The lines to copy from the listing below are those that contain the string "charset".

***** RAW DATA

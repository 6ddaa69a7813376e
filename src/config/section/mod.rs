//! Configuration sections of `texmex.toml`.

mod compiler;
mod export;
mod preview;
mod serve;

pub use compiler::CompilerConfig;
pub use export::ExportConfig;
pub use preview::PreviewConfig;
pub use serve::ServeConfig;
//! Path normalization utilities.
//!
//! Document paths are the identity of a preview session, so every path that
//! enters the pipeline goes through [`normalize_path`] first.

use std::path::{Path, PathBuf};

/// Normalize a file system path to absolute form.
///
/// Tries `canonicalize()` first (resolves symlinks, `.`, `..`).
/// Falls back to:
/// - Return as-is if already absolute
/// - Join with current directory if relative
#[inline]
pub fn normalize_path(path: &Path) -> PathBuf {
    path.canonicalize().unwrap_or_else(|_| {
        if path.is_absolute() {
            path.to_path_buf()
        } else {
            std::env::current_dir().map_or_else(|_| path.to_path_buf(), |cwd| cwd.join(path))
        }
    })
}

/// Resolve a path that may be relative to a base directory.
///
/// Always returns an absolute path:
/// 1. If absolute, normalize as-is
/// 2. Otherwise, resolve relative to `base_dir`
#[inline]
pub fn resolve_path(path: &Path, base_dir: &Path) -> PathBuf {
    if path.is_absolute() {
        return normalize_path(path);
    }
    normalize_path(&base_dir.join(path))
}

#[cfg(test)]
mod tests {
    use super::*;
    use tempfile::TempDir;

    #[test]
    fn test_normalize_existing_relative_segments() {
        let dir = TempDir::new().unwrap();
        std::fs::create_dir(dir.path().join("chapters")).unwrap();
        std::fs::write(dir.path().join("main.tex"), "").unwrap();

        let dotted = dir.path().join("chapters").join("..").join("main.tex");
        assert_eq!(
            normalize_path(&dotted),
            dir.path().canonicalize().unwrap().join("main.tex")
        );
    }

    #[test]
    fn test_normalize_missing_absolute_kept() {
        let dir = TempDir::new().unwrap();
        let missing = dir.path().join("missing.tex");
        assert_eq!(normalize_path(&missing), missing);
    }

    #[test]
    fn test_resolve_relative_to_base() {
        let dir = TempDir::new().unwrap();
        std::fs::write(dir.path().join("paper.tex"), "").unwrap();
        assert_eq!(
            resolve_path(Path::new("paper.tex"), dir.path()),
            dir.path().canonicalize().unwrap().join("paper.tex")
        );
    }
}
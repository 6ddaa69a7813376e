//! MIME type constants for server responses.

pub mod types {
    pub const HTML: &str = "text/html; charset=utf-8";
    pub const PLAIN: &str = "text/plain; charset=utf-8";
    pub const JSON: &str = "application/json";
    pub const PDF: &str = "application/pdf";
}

**********

- _SOLUTION FOR THIS TASK_
    pub const HTML: &str = "text/html; charset=utf-8";
    pub const PLAIN: &str = "text/plain; charset=utf-8";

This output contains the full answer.